| First Author | Luzina IG | Year | 2023 |
| Journal | Cell Immunol | Volume | 383 |
| Pages | 104657 | PubMed ID | 36603504 |
| Mgi Jnum | J:332549 | Mgi Id | MGI:7427184 |
| Doi | 10.1016/j.cellimm.2022.104657 | Citation | Luzina IG, et al. (2023) Full-length IL-33 augments pulmonary fibrosis in an ST2- and Th2-independent, non-transcriptomic fashion. Cell Immunol 383:104657 |
| abstractText | Mature IL-33 (MIL33) acting through its receptor, ST2, is known to regulate fibrosis. The precursor, full-length IL-33 (FLIL33), may function differently from MIL33 and independently of ST2. Here we report that genetic deletion of either IL-33 or ST2 attenuates pulmonary fibrosis in the bleomycin model, as does Cre-induced IL-33 deficiency in response to either acute or chronic bleomycin challenge. However, adenovirus-mediated gene delivery of FLIL33, but not MIL33, to the lungs of either wild-type or ST2-deficient mice potentiates the profibrotic effect of bleomycin without inducing a Th2 phenotype.
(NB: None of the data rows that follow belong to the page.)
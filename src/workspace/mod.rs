//! Workspace inventory: apps and packages found under the two roots
//!
//! A directory under a root is a workspace iff it is a directory AND contains a
//! parseable `package.json`. The inventory is built once at run start and is the
//! only source of truth for which workspaces exist.

pub mod manifest;

pub use manifest::Manifest;

use crate::core::config::GateConfig;
use crate::core::error::{GateResult, ResultExt};
use serde::Serialize;
use std::fmt;
use std::path::{Path, PathBuf};

pub const MANIFEST_FILE: &str = "package.json";

#[derive(Debug, Clone, Copy, PartialEq, Eq, PartialOrd, Ord, Hash, Serialize)]
#[serde(rename_all = "lowercase")]
pub enum WorkspaceKind {
  App,
  Package,
}

impl fmt::Display for WorkspaceKind {
  fn fmt(&self, f: &mut fmt::Formatter<'_>) -> fmt::Result {
    match self {
      WorkspaceKind::App => write!(f, "app"),
      WorkspaceKind::Package => write!(f, "package"),
    }
  }
}

/// One app or package
#[derive(Debug, Clone)]
pub struct Workspace {
  pub kind: WorkspaceKind,
  /// Directory name under its root; the workspace's name everywhere in output
  pub name: String,
  /// Directory relative to the monorepo root, forward slashes (`apps/web`)
  pub dir: String,
  pub manifest: Manifest,
}

impl Workspace {
  pub fn new(kind: WorkspaceKind, root_dir: &str, name: impl Into<String>, manifest: Manifest) -> Self {
    let name = name.into();
    Self {
      kind,
      dir: format!("{}/{}", root_dir, name),
      name,
      manifest,
    }
  }

  /// `name` field from package.json
  pub fn declared_name(&self) -> Option<&str> {
    self.manifest.name.as_deref()
  }

  pub fn is_active(&self) -> bool {
    !self.manifest.is_inactive()
  }

  /// Declared CI pipeline, if any
  pub fn ci_tasks(&self) -> Option<&[String]> {
    self.manifest.ci_tasks.as_deref()
  }
}

/// All workspaces of both kinds, each list sorted by directory name
#[derive(Debug, Clone, Default)]
pub struct Inventory {
  apps: Vec<Workspace>,
  packages: Vec<Workspace>,
}

impl Inventory {
  /// Scan both roots under `root`
  pub fn scan(root: &Path, config: &GateConfig) -> GateResult<Self> {
    let apps = list_workspaces(root, &config.apps_root, WorkspaceKind::App)?;
    let packages = list_workspaces(root, &config.packages_root, WorkspaceKind::Package)?;

    tracing::debug!("inventory: {} app(s), {} package(s)", apps.len(), packages.len());
    Ok(Self::from_workspaces(apps, packages))
  }

  /// Build from already-loaded workspaces (kinds are taken from the list they arrive in)
  pub fn from_workspaces(mut apps: Vec<Workspace>, mut packages: Vec<Workspace>) -> Self {
    apps.sort_by(|a, b| a.name.cmp(&b.name));
    packages.sort_by(|a, b| a.name.cmp(&b.name));
    Self { apps, packages }
  }

  pub fn apps(&self) -> &[Workspace] {
    &self.apps
  }

  pub fn packages(&self) -> &[Workspace] {
    &self.packages
  }

  pub fn of_kind(&self, kind: WorkspaceKind) -> &[Workspace] {
    match kind {
      WorkspaceKind::App => &self.apps,
      WorkspaceKind::Package => &self.packages,
    }
  }

  /// Apps first, then packages
  pub fn iter(&self) -> impl Iterator<Item = &Workspace> {
    self.apps.iter().chain(self.packages.iter())
  }

  pub fn get(&self, kind: WorkspaceKind, name: &str) -> Option<&Workspace> {
    self.of_kind(kind).iter().find(|ws| ws.name == name)
  }

  pub fn names(&self, kind: WorkspaceKind) -> Vec<String> {
    self.of_kind(kind).iter().map(|ws| ws.name.clone()).collect()
  }
}

/// Enumerate the workspaces directly under `root/<kind_root>`
pub fn list_workspaces(root: &Path, kind_root: &str, kind: WorkspaceKind) -> GateResult<Vec<Workspace>> {
  let base: PathBuf = root.join(kind_root);
  if !base.is_dir() {
    return Ok(Vec::new());
  }

  let mut workspaces = Vec::new();
  let entries = std::fs::read_dir(&base).with_context(|| format!("Failed to list {}", base.display()))?;

  for entry in entries {
    let entry = entry.with_context(|| format!("Failed to list {}", base.display()))?;
    let path = entry.path();
    if !path.is_dir() {
      continue;
    }

    let manifest_path = path.join(MANIFEST_FILE);
    if !manifest_path.is_file() {
      tracing::debug!("{} has no {}, not a workspace", path.display(), MANIFEST_FILE);
      continue;
    }

    let Some(name) = entry.file_name().to_str().map(String::from) else {
      tracing::warn!("skipping non UTF-8 workspace directory {}", path.display());
      continue;
    };

    let manifest = Manifest::load(&manifest_path)?;
    workspaces.push(Workspace::new(kind, kind_root, name, manifest));
  }

  workspaces.sort_by(|a, b| a.name.cmp(&b.name));
  Ok(workspaces)
}
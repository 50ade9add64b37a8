//! Task step lines
//!
//! ```text
//! - [ ] lint  run: pnpm -C apps/web run lint     (pending, redrawn in place)
//! - [x] lint                                      (success)
//! - [!] lint                                      (failure)
//! ```
//!
//! Interactive terminals redraw the pending line in place. Everything else
//! (CI logs, pipes) gets one plain line per state change.

use super::style;
use super::terminal::{render_line, render_line_ln};

/// How step lines are written
#[derive(Debug, Clone, Copy, PartialEq, Eq)]
pub enum OutputMode {
  /// Redraw in place, capture task output, spinner
  Interactive,
  /// Plain lines, task output captured
  Plain,
  /// `::group::` wrapped, task output streamed
  Ci,
}

impl OutputMode {
  pub fn detect(is_ci: bool, stdout_is_terminal: bool) -> Self {
    if is_ci {
      OutputMode::Ci
    } else if stdout_is_terminal {
      OutputMode::Interactive
    } else {
      OutputMode::Plain
    }
  }

  pub fn is_ci(self) -> bool {
    self == OutputMode::Ci
  }
}

pub fn format_pending(label: &str, detail: &str) -> String {
  format!("- [ ] {}  {}", label, style::muted(&format!("run: {}", detail)))
}

pub fn format_success(label: &str) -> String {
  format!("- {} {}", style::success("[x]"), label)
}

pub fn format_failure(label: &str) -> String {
  format!("- {} {}", style::failure("[!]"), label)
}

/// Output for a single task step
pub struct StepLine<'a> {
  label: &'a str,
  mode: OutputMode,
}

impl<'a> StepLine<'a> {
  /// Open the step: CI group marker plus the pending line
  pub fn begin(label: &'a str, command: &str, mode: OutputMode) -> Self {
    if mode.is_ci() {
      println!("::group::{}", label);
    }
    let step = Self { label, mode };
    match mode {
      OutputMode::Interactive => render_line(&format_pending(label, command)),
      OutputMode::Plain | OutputMode::Ci => println!("{}", format_pending(label, command)),
    }
    step
  }

  /// Replace the pending detail (interactive mode only)
  pub fn update(&self, detail: &str) {
    if self.mode == OutputMode::Interactive {
      render_line(&format_pending(self.label, detail));
    }
  }

  pub fn succeed(self) {
    self.finish(&format_success(self.label));
  }

  pub fn fail(self) {
    self.finish(&format_failure(self.label));
  }

  fn finish(&self, line: &str) {
    match self.mode {
      OutputMode::Interactive => render_line_ln(line),
      OutputMode::Plain => println!("{}", line),
      OutputMode::Ci => {
        println!("{}", line);
        println!("::endgroup::");
      }
    }
  }
}

/// Pending detail with the `.`, `..`, `...` suffix for a quiet task
pub fn spinner_detail(last_line: &str, tick: usize) -> String {
  format!("{}{}", last_line, ".".repeat(tick % 4))
}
In cultured mouse lung cells, FLIL33 overexpression induces moderate and distinct transcriptomic changes compared with a robust response induced by MIL33, whereas ST2 deletion abrogates the effects of both IL-33 forms. Thus, FLIL33 may contribute to fibrosis in an ST2-independent, Th2-independent, non-transcriptomic fashion, suggesting that pharmacological targeting of both FLIL33 and MIL33 may prove efficacious in patients with pulmonary fibrosis. |